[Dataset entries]
○ ○ ○ ○ ○ ○ ○
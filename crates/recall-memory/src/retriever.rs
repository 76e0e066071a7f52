// SPDX-FileCopyrightText: 2026 Recall Contributors
// SPDX-License-Identifier: MIT OR Apache-2.0

//! First-turn retrieval fan-out.
//!
//! Three calls run concurrently: the user profile, a free-text search in
//! user scope, and a listing of the current project. A failed call leaves
//! its slot empty and is logged; the other two still complete.

use std::sync::Arc;

use recall_config::model::MemoryConfig;
use recall_core::{
    ListOptions, MemoryBackend, MemoryItem, ProfileResult, ScopeContext, SearchOptions,
};
use tracing::{debug, warn};

/// What the first turn of a session retrieved.
#[derive(Debug, Clone, Default, PartialEq)]
pub struct RetrievedContext {
    pub profile: ProfileResult,
    pub user_memories: Vec<MemoryItem>,
    pub project_memories: Vec<MemoryItem>,
}

impl RetrievedContext {
    pub fn is_empty(&self) -> bool {
        self.profile.is_empty() && self.user_memories.is_empty() && self.project_memories.is_empty()
    }
}

/// Rank key: relevance when scored, else salience. Unranked sorts last.
pub fn rank(item: &MemoryItem) -> f64 {
    item.score.or(item.salience).unwrap_or(f64::NEG_INFINITY)
}

/// Order listed memories like search results, best first.
///
/// Listings carry no relevance score, so salience stands in. The stored
/// fields are left untouched so the formatter can still label salience as
/// such. Ties keep listing order.
pub fn rank_by_salience(mut items: Vec<MemoryItem>) -> Vec<MemoryItem> {
    items.sort_by(|a, b| rank(b).total_cmp(&rank(a)));
    items
}

pub struct RetrievalOrchestrator {
    backend: Arc<dyn MemoryBackend>,
    max_memories: usize,
    max_project_memories: usize,
    min_salience: f64,
}

impl RetrievalOrchestrator {
    pub fn new(backend: Arc<dyn MemoryBackend>, config: &MemoryConfig) -> Self {
        Self {
            backend,
            max_memories: config.max_memories,
            max_project_memories: config.max_project_memories,
            min_salience: config.min_salience,
        }
    }

    /// Run the three retrievals for `query` and the caller's `scope`.
    ///
    /// Never fails: a slot whose call failed comes back empty.
    pub async fn retrieve(&self, query: &str, scope: &ScopeContext) -> RetrievedContext {
        let user_scope = scope.to_user_scope();
        let search_options = SearchOptions {
            limit: Some(self.max_memories),
            min_salience: Some(self.min_salience),
            sector: None,
        };
        let list_options = ListOptions {
            limit: Some(self.max_project_memories),
            ..Default::default()
        };

        let profile = self.backend.get_profile(&user_scope, None);
        let search = self
            .backend
            .search_memories(query, &user_scope, &search_options);
        let listing = async {
            match scope.project_id {
                Some(_) => self.backend.list_memories(scope, &list_options).await.map(Some),
                None => Ok(None),
            }
        };

        let (profile, search, listing) = tokio::join!(profile, search, listing);

        let profile = profile.unwrap_or_else(|e| {
            warn!(error = %e, "profile retrieval failed, continuing without it");
            ProfileResult::default()
        });
        let user_memories = search.map(|r| r.results).unwrap_or_else(|e| {
            warn!(error = %e, "user memory search failed, continuing without it");
            Vec::new()
        });
        let project_memories = match listing {
            Ok(Some(list)) => rank_by_salience(list.memories),
            Ok(None) => Vec::new(),
            Err(e) => {
                warn!(error = %e, "project memory listing failed, continuing without it");
                Vec::new()
            }
        };

        debug!(
            backend = %self.backend.kind(),
            static_facts = profile.static_facts.len(),
            dynamic_facts = profile.dynamic_facts.len(),
            user = user_memories.len(),
            project = project_memories.len(),
            "first-turn retrieval complete"
        );

        RetrievedContext {
            profile,
            user_memories,
            project_memories,
        }
    }
}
○ ○ ○ ○ ○ ○ ○
■ **WHAT NEEDS TO BE DONE**
An exact copy of every record above is needed. Write it out word for word.

■ **PROBLEM SOLUTION**
filename crates/recall-memory/src/retriever.rs
repository 76e0e066071a7f52
// SPDX-FileCopyrightText: 2026 Recall Contributors
// SPDX-License-Identifier: MIT OR Apache-2.0

//! First-turn retrieval fan-out.
//!
//! Three calls run concurrently: the user profile, a free-text search in
//! user scope, and a listing of the current project. A failed call leaves
//! its slot empty and is logged; the other two still complete.

use std::sync::Arc;

use recall_config::model::MemoryConfig;
use recall_core::{
    ListOptions, MemoryBackend, MemoryItem, ProfileResult, ScopeContext, SearchOptions,
};
use tracing::{debug, warn};

/// What the first turn of a session retrieved.
#[derive(Debug, Clone, Default, PartialEq)]
pub struct RetrievedContext {
    pub profile: ProfileResult,
    pub user_memories: Vec<MemoryItem>,
    pub project_memories: Vec<MemoryItem>,
}

impl RetrievedContext {
    pub fn is_empty(&self) -> bool {
        self.profile.is_empty() && self.user_memories.is_empty() && self.project_memories.is_empty()
    }
}

/// Rank key: relevance when scored, else salience. Unranked sorts last.
pub fn rank(item: &MemoryItem) -> f64 {
    item.score.or(item.salience).unwrap_or(f64::NEG_INFINITY)
}

/// Order listed memories like search results, best first.
///
/// Listings carry no relevance score, so salience stands in. The stored
/// fields are left untouched so the formatter can still label salience as
/// such. Ties keep listing order.
pub fn rank_by_salience(mut items: Vec<MemoryItem>) -> Vec<MemoryItem> {
    items.sort_by(|a, b| rank(b).total_cmp(&rank(a)));
    items
}

pub struct RetrievalOrchestrator {
    backend: Arc<dyn MemoryBackend>,
    max_memories: usize,
    max_project_memories: usize,
    min_salience: f64,
}

impl RetrievalOrchestrator {
    pub fn new(backend: Arc<dyn MemoryBackend>, config: &MemoryConfig) -> Self {
        Self {
            backend,
            max_memories: config.max_memories,
            max_project_memories: config.max_project_memories,
            min_salience: config.min_salience,
        }
    }

    /// Run the three retrievals for `query` and the caller's `scope`.
    ///
    /// Never fails: a slot whose call failed comes back empty.
    pub async fn retrieve(&self, query: &str, scope: &ScopeContext) -> RetrievedContext {
        let user_scope = scope.to_user_scope();
        let search_options = SearchOptions {
            limit: Some(self.max_memories),
            min_salience: Some(self.min_salience),
            sector: None,
        };
        let list_options = ListOptions {
            limit: Some(self.max_project_memories),
            ..Default::default()
        };

        let profile = self.backend.get_profile(&user_scope, None);
        let search = self
            .backend
            .search_memories(query, &user_scope, &search_options);
        let listing = async {
            match scope.project_id {
                Some(_) => self.backend.list_memories(scope, &list_options).await.map(Some),
                None => Ok(None),
            }
        };

        let (profile, search, listing) = tokio::join!(profile, search, listing);

        let profile = profile.unwrap_or_else(|e| {
            warn!(error = %e, "profile retrieval failed, continuing without it");
            ProfileResult::default()
        });
        let user_memories = search.map(|r| r.results).unwrap_or_else(|e| {
            warn!(error = %e, "user memory search failed, continuing without it");
            Vec::new()
        });
        let project_memories = match listing {
            Ok(Some(list)) => rank_by_salience(list.memories),
            Ok(None) => Vec::new(),
            Err(e) => {
                warn!(error = %e, "project memory listing failed, continuing without it");
                Vec::new()
            }
        };

        debug!(
            backend = %self.backend.kind(),
            static_facts = profile.static_facts.len(),
            dynamic_facts = profile.dynamic_facts.len(),
            user = user_memories.len(),
            project = project_memories.len(),
            "first-turn retrieval complete"
        );

        RetrievedContext {
            profile,
            user_memories,
            project_memories,
        }
    }
}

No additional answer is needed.